I don't see a technical problem that if the content I purchased at some point is no longer economic for the seller to host on his platform, that he is required to allow me to download it or send me a USB-stick with the content...

  • > the content I purchased [...] is required to allow me to download it

    This would work if laws mandate that media like movies, eBooks, music must be downloadable DRM-free by purchasers, which will probably never happen as the entire industry is built against peer-to-peer file sharing and media piracy.

    The industry likes this model but the consumers do not. They like the convenience of having all their media in a single nice UX like Netflix, PlayStation store, or Spotify. They do not like that profits are usually directed away from creators, and that "ownership" in these stores is more like temporary licensing of DRM content. This is where a new economic model could be introduced to fund some media production and distribution - for those creators and consumers willing to embrace it.

    • I don't think the law needs to mandate DRM-free purchases at all.

      If a company wants to operate a model where they sell you something but they will store/"maintain" it for you to use at any time, they are free to do so under the conditions that they define.

      But if they decide at one point that it's no longer economic for them to store/"maintain" your goods, they should be required to return them to you.

      Right now, they simply inform you that the goods you purchased are no longer available to you as it no longer fits their interest to maintain them. And that's something that should be legally challenged in my opinion.

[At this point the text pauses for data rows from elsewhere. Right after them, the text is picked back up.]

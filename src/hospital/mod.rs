//! Hospital resources - staff and beds

pub mod bed;
pub mod staff;

pub use bed::{Bed, BedState, BedStatus, Occupancy, Ward};
pub use staff::{Staff, StaffRole, StaffRoster};
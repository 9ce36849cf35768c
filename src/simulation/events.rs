//! Notifications for the presentation layer
//!
//! The session buffers these as state changes; a front end drains them and
//! re-renders whatever they mention.

use serde::{Deserialize, Serialize};

use crate::core::types::{BedId, PatientId, Priority, StaffId};
use crate::hospital::BedStatus;
use crate::simulation::state::FinalStats;

#[derive(Debug, Clone, PartialEq, Serialize, Deserialize)]
#[serde(tag = "event", rename_all = "snake_case")]
pub enum ShiftEvent {
    /// Waiting room contents changed; ids in display order
    QueueChanged { patients: Vec<PatientId> },
    PriorityAssigned {
        patient: PatientId,
        priority: Priority,
    },
    PatientAssigned {
        patient: PatientId,
        staff: StaffId,
        bed: BedId,
        accurate: bool,
        treatment_ms: u64,
    },
    BedStateChanged {
        bed: BedId,
        status: BedStatus,
        patient_name: Option<String>,
    },
    TreatmentResolved {
        bed: BedId,
        patient_name: String,
        survived: bool,
    },
    /// A waiting patient's hidden priority escalated
    PatientDeteriorated {
        patient: PatientId,
        from: Priority,
        to: Priority,
    },
    DilemmaRaised { text: String, choices: Vec<String> },
    DilemmaResolved { choice: usize, text: String },
    /// Transient score feedback
    ScoreDelta { amount: i64 },
    ShiftTick { remaining_secs: u32 },
    GameOver { stats: FinalStats },
}
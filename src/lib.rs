//! Triage Shift - emergency department triage simulation
//!
//! Patients arrive with hidden conditions, the player triages them and puts
//! them into beds with staff, and the shift is scored on triage accuracy and
//! survival while dilemmas force hard choices.

pub mod core;
pub mod hospital;
pub mod leaderboard;
pub mod simulation;
pub mod triage;
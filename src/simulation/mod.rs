//! Shift simulation - timers, allocation, outcomes, dilemmas and the clock

pub mod allocation;
pub mod autopilot;
pub mod clock;
pub mod dilemma;
pub mod events;
pub mod outcome;
pub mod scheduler;
pub mod session;
pub mod state;

pub use allocation::{assign_patient_to_bed, treatment_duration_ms, triage_points, Assignment};
pub use autopilot::{estimate_priority, Autopilot, ShiftPlayer};
pub use clock::{finalize_shift, tick_clock, ClockTick};
pub use dilemma::{
    BedRelease, ChoiceEffect, Consequence, DilemmaChoice, DilemmaDeck, DilemmaEngine,
    DilemmaOutcome, DilemmaScenario, FreedBed,
};
pub use events::ShiftEvent;
pub use outcome::{resolve_treatment, survives, TreatmentResult};
pub use scheduler::{Scheduler, Task, TimerId};
pub use session::ShiftSession;
pub use state::{FinalStats, ShiftState, TreatedPatient, TreatmentOutcome};
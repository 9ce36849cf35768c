//! Staff roster

use rand::Rng;
use serde::{Deserialize, Serialize};
use std::fmt;

use crate::core::types::StaffId;

const FIRST_NAMES: [&str; 12] = [
    "Alex", "Jordan", "Taylor", "Casey", "Morgan", "Riley", "Avery", "Quinn", "Blake", "Cameron",
    "Drew", "Sage",
];
const LAST_NAMES: [&str; 16] = [
    "Smith", "Johnson", "Williams", "Brown", "Jones", "Garcia", "Miller", "Davis", "Rodriguez",
    "Martinez", "Anderson", "Taylor", "Thomas", "Hernandez", "Moore", "Martin",
];

#[derive(Debug, Clone, Copy, PartialEq, Eq, Hash, Serialize, Deserialize)]
pub enum StaffRole {
    Doctor,
    Nurse,
    Specialist,
}

impl StaffRole {
    /// Roles cycle in roster order
    pub fn for_index(index: usize) -> Self {
        match index % 3 {
            0 => Self::Doctor,
            1 => Self::Nurse,
            _ => Self::Specialist,
        }
    }
}

impl fmt::Display for StaffRole {
    fn fmt(&self, f: &mut fmt::Formatter<'_>) -> fmt::Result {
        let name = match self {
            Self::Doctor => "Doctor",
            Self::Nurse => "Nurse",
            Self::Specialist => "Specialist",
        };
        f.write_str(name)
    }
}

#[derive(Debug, Clone, PartialEq, Serialize, Deserialize)]
pub struct Staff {
    pub id: StaffId,
    pub name: String,
    pub role: StaffRole,
    pub available: bool,
    /// Treatment time multiplier, 0.8..1.2
    pub efficiency: f64,
}

/// Everyone on shift; fixed size for the whole session
#[derive(Debug, Clone, Default, Serialize, Deserialize)]
pub struct StaffRoster {
    members: Vec<Staff>,
}

impl StaffRoster {
    pub fn new(members: Vec<Staff>) -> Self {
        Self { members }
    }

    /// Build `count` staff with cycling roles and random efficiency
    pub fn generate<R: Rng + ?Sized>(count: u32, rng: &mut R) -> Self {
        let members = (0..count as usize)
            .map(|i| {
                let role = StaffRole::for_index(i);
                let first = FIRST_NAMES[i % FIRST_NAMES.len()];
                let last = LAST_NAMES[(i / FIRST_NAMES.len()) % LAST_NAMES.len()];
                Staff {
                    id: StaffId(i as u32),
                    name: format!("{} {} {}", role, first, last),
                    role,
                    available: true,
                    efficiency: 0.8 + rng.gen::<f64>() * 0.4,
                }
            })
            .collect();
        Self { members }
    }

    pub fn len(&self) -> usize {
        self.members.len()
    }

    pub fn is_empty(&self) -> bool {
        self.members.is_empty()
    }

    pub fn get(&self, id: StaffId) -> Option<&Staff> {
        self.members.iter().find(|s| s.id == id)
    }

    pub fn get_mut(&mut self, id: StaffId) -> Option<&mut Staff> {
        self.members.iter_mut().find(|s| s.id == id)
    }

    pub fn iter(&self) -> impl Iterator<Item = &Staff> {
        self.members.iter()
    }

    pub fn iter_available(&self) -> impl Iterator<Item = &Staff> {
        self.members.iter().filter(|s| s.available)
    }

    pub fn available_count(&self) -> usize {
        self.iter_available().count()
    }

    pub fn first_available(&self) -> Option<&Staff> {
        self.iter_available().next()
    }

    pub fn set_available(&mut self, id: StaffId, available: bool) -> bool {
        match self.get_mut(id) {
            Some(staff) => {
                staff.available = available;
                true
            }
            None => false,
        }
    }
}
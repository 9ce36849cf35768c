//! Session state for one shift
//!
//! Built fresh for every shift; restarting means constructing a new one.

use rand::Rng;
use serde::{Deserialize, Serialize};

use crate::core::config::{Character, Difficulty, ShiftConfig};
use crate::core::types::{BedId, PatientId, SimTime};
use crate::hospital::{StaffRoster, Ward};
use crate::triage::{Patient, TriageQueue};

/// How a patient left the treatment area
#[derive(Debug, Clone, Copy, PartialEq, Eq, Serialize, Deserialize)]
#[serde(rename_all = "snake_case")]
pub enum TreatmentOutcome {
    Survived,
    Died,
    /// Sent home early to make room during a dilemma
    DischargedEarly,
    /// Died when a dilemma took their bed
    LostInCrisis,
}

impl TreatmentOutcome {
    pub fn survived(&self) -> bool {
        matches!(self, Self::Survived | Self::DischargedEarly)
    }
}

/// History record for a patient who left a bed
#[derive(Debug, Clone, PartialEq, Serialize, Deserialize)]
pub struct TreatedPatient {
    pub patient: Patient,
    pub bed: BedId,
    pub outcome: TreatmentOutcome,
    pub resolved_at: SimTime,
}

/// Summary produced once when the shift ends
#[derive(Debug, Clone, PartialEq, Serialize, Deserialize)]
pub struct FinalStats {
    pub character: Character,
    pub difficulty: Difficulty,
    pub score: i64,
    pub saved: u32,
    pub lost: u32,
    /// Patients still waiting at the end, included in `lost`
    pub untriaged: u32,
    /// Rounded percentage of accurate assessments, 0 with no assessments
    pub accuracy: u8,
    pub accurate_assessments: u32,
    pub total_assessments: u32,
    pub treated: usize,
    pub dilemmas: u32,
}

#[derive(Debug, Clone, Serialize, Deserialize)]
pub struct ShiftState {
    pub character: Character,
    pub difficulty: Difficulty,
    /// Can go negative
    pub score: i64,
    pub remaining_secs: u32,
    pub budget: u32,
    pub staff: StaffRoster,
    pub ward: Ward,
    pub queue: TriageQueue,
    pub treated: Vec<TreatedPatient>,
    pub saved_count: u32,
    pub lost_count: u32,
    pub accuracy_count: u32,
    pub total_assessments: u32,
    /// Freezes the clock and arrivals
    pub paused: bool,
    pub dilemma_active: bool,
    pub dilemma_count: u32,
    /// Deterioration reduction applied to new arrivals
    pub comfort_bonus: f64,
    pub selected_patient: Option<PatientId>,
    pub game_over: bool,
}

impl ShiftState {
    pub fn new<R: Rng + ?Sized>(
        character: Character,
        difficulty: Difficulty,
        config: &ShiftConfig,
        rng: &mut R,
    ) -> Self {
        let settings = difficulty.settings();
        Self {
            character,
            difficulty,
            score: 0,
            remaining_secs: config.shift_seconds(difficulty, character),
            budget: settings.starting_budget,
            staff: StaffRoster::generate(settings.staff_count, rng),
            ward: Ward::new(config.bed_count(character)),
            queue: TriageQueue::new(config.queue_capacity),
            treated: Vec::new(),
            saved_count: 0,
            lost_count: 0,
            accuracy_count: 0,
            total_assessments: 0,
            paused: false,
            dilemma_active: false,
            dilemma_count: 0,
            comfort_bonus: character.abilities().comfort_bonus,
            selected_patient: None,
            game_over: false,
        }
    }

    /// Rounded accuracy percentage
    pub fn accuracy_percent(&self) -> u8 {
        if self.total_assessments == 0 {
            return 0;
        }
        ((self.accuracy_count as f64 / self.total_assessments as f64) * 100.0).round() as u8
    }

    pub fn final_stats(&self, untriaged: u32) -> FinalStats {
        FinalStats {
            character: self.character,
            difficulty: self.difficulty,
            score: self.score,
            saved: self.saved_count,
            lost: self.lost_count,
            untriaged,
            accuracy: self.accuracy_percent(),
            accurate_assessments: self.accuracy_count,
            total_assessments: self.total_assessments,
            treated: self.treated.len(),
            dilemmas: self.dilemma_count,
        }
    }
}

#[cfg(test)]
mod tests {
    use super::*;
    use crate::hospital::BedStatus;
    use rand::SeedableRng;
    use rand_chacha::ChaCha8Rng;

    #[test]
    fn test_new_state_applies_difficulty_and_character() {
        let mut rng = ChaCha8Rng::seed_from_u64(41);
        let config = ShiftConfig::default();

        let state = ShiftState::new(Character::Resourceful, Difficulty::Hard, &config, &mut rng);
        assert_eq!(state.remaining_secs, 60);
        assert_eq!(state.budget, 3000);
        assert_eq!(state.staff.len(), 8);
        assert_eq!(state.ward.count(BedStatus::Empty), 12);
        assert_eq!(state.comfort_bonus, 0.0);

        let state = ShiftState::new(Character::Empath, Difficulty::Easy, &config, &mut rng);
        assert_eq!(state.remaining_secs, 300);
        assert_eq!(state.staff.len(), 12);
        assert_eq!(state.ward.len(), 10);
        assert_eq!(state.comfort_bonus, 0.15);
    }

    #[test]
    fn test_accuracy_percent_rounds() {
        let mut rng = ChaCha8Rng::seed_from_u64(42);
        let mut state =
            ShiftState::new(Character::Veteran, Difficulty::Medium, &ShiftConfig::default(), &mut rng);
        assert_eq!(state.accuracy_percent(), 0);

        state.total_assessments = 3;
        state.accuracy_count = 2;
        assert_eq!(state.accuracy_percent(), 67);
    }

    #[test]
    fn test_outcome_survival() {
        assert!(TreatmentOutcome::Survived.survived());
        assert!(TreatmentOutcome::DischargedEarly.survived());
        assert!(!TreatmentOutcome::Died.survived());
        assert!(!TreatmentOutcome::LostInCrisis.survived());
    }
}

> https://www.billboard.com/pro/camp-chaos-songcamp-nfts-50-pe...

There's no model here. A band sold merch. If they had sold a branded beanie baby during beanie baby mania (and had been a band that appeals to suburban mothers), the same thing would have happened.

  • So how long will this mania last? They were sold during a bear market and at one of the lowest points of NFT market volume, but still did pretty well. If NFTs continue to be seen as tulips or beanie babies* for the next several years, and wildly outperform regular band merch sold through a distributor, maybe it’s worth considering as a new model for artists and creators. If NFTs crash to zero next month and artists stop earning from them, then I will agree with you.

    * by you, I should add. Others see it as a digital object worth owning that is not tied to a single speculative bubble.